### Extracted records

_ _ _ _ _ _ _

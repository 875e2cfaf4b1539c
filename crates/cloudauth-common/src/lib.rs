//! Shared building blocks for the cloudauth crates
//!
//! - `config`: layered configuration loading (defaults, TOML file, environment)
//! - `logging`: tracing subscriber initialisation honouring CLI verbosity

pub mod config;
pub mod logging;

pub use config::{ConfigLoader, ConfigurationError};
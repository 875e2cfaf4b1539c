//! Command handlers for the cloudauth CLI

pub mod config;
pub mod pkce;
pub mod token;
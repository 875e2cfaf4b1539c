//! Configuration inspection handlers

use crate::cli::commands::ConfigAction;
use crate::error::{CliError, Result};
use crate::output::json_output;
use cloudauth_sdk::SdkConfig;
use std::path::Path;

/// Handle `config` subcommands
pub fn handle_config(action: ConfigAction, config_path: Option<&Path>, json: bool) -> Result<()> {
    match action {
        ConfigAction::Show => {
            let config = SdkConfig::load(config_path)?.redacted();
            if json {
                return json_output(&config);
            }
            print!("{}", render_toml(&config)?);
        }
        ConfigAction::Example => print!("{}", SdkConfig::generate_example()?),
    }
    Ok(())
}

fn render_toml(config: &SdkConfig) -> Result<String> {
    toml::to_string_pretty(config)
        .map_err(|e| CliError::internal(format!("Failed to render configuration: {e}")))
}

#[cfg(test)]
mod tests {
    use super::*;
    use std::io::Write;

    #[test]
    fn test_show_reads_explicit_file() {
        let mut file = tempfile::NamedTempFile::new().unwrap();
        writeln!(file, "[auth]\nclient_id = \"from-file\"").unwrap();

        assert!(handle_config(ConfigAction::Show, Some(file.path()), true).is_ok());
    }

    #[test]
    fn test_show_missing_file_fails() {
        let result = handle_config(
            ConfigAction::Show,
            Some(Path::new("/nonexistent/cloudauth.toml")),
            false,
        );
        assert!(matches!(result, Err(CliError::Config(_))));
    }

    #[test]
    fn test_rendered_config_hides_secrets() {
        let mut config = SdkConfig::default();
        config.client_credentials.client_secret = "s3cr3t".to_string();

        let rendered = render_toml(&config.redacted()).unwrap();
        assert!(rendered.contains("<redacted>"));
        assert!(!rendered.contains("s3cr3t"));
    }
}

_ _ _ _ _ _ _

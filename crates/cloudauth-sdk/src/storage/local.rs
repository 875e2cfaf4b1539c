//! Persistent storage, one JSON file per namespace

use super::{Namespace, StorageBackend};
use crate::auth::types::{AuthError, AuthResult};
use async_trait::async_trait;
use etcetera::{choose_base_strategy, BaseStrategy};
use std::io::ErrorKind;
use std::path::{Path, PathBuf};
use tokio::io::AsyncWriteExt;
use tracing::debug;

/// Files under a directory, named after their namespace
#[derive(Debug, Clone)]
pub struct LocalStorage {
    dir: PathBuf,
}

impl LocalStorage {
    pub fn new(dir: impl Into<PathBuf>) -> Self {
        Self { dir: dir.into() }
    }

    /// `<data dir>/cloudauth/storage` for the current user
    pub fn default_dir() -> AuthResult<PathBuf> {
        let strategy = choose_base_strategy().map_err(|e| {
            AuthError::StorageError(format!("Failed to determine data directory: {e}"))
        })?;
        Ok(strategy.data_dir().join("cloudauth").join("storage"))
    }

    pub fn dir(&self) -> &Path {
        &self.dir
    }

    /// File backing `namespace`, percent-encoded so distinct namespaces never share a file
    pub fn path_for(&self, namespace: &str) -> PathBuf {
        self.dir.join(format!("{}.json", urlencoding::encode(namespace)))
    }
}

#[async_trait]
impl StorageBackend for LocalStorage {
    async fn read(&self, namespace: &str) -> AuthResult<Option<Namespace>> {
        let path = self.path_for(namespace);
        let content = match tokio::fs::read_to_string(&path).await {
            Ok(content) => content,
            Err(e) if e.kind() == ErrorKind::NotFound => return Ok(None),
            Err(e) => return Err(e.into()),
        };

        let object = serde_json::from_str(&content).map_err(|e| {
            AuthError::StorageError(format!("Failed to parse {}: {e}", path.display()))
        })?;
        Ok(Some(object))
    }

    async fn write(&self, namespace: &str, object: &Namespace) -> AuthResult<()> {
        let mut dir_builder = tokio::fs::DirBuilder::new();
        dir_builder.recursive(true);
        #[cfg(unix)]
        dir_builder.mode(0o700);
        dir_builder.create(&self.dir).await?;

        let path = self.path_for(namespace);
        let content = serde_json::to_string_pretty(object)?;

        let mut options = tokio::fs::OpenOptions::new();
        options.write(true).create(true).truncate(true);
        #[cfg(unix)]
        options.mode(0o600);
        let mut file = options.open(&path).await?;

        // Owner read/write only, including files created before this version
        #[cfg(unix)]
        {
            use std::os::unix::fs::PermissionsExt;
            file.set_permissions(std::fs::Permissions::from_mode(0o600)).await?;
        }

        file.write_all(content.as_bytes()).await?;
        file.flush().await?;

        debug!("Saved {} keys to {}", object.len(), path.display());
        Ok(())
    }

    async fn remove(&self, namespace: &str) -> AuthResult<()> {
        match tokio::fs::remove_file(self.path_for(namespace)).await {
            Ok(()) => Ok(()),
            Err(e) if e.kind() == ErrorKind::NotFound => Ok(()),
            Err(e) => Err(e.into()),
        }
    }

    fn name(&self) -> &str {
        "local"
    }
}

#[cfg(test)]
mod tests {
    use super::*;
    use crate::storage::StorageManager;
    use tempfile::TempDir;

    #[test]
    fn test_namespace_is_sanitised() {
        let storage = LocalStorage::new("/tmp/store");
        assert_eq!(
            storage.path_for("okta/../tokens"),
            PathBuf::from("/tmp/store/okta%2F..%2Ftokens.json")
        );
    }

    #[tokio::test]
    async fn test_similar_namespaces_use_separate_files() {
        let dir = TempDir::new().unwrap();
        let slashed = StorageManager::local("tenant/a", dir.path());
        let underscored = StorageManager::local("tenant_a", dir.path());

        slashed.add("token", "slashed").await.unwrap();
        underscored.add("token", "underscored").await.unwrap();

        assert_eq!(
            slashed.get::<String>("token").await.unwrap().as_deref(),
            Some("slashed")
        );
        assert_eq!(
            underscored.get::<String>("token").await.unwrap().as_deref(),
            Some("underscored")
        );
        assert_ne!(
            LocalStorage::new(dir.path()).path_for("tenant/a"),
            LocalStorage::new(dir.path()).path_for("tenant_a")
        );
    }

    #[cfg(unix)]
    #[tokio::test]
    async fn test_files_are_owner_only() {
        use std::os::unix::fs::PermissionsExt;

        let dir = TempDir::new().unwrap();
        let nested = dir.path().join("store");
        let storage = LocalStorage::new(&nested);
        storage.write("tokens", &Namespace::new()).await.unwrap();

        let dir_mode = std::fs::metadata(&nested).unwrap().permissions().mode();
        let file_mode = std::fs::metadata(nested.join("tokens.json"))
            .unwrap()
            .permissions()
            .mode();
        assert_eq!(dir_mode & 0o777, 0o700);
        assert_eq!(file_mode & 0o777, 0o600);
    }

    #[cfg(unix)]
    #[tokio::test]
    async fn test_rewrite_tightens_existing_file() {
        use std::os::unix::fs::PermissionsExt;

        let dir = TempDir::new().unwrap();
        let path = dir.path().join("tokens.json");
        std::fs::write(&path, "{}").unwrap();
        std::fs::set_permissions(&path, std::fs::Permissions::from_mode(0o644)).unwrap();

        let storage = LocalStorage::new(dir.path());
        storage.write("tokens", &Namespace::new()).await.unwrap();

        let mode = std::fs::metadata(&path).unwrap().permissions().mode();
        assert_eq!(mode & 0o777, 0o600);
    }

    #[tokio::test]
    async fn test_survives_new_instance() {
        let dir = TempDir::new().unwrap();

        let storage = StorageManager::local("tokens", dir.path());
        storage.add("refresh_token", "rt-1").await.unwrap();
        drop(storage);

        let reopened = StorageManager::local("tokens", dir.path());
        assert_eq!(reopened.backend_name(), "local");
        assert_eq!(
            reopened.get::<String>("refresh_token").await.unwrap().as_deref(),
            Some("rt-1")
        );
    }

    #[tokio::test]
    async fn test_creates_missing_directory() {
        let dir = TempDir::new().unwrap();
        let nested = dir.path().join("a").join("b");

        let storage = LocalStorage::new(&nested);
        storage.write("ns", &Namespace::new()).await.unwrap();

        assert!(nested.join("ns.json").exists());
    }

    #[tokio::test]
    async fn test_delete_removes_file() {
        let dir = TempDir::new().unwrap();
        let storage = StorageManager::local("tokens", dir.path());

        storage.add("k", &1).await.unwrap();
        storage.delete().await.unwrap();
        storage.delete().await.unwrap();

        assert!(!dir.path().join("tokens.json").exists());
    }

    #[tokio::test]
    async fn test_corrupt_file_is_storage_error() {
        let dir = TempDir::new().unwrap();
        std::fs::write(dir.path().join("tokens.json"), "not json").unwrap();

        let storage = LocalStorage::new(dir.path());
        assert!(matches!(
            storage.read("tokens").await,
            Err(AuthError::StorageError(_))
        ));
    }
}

_ _ _ _ _ _ _

### EXERCISE DIRECTIONS
Which lines in the records above contain the word "print"? Return each of them.

### REPLY
            print!("{}", render_toml(&config)?);
        ConfigAction::Example => print!("{}", SdkConfig::generate_example()?),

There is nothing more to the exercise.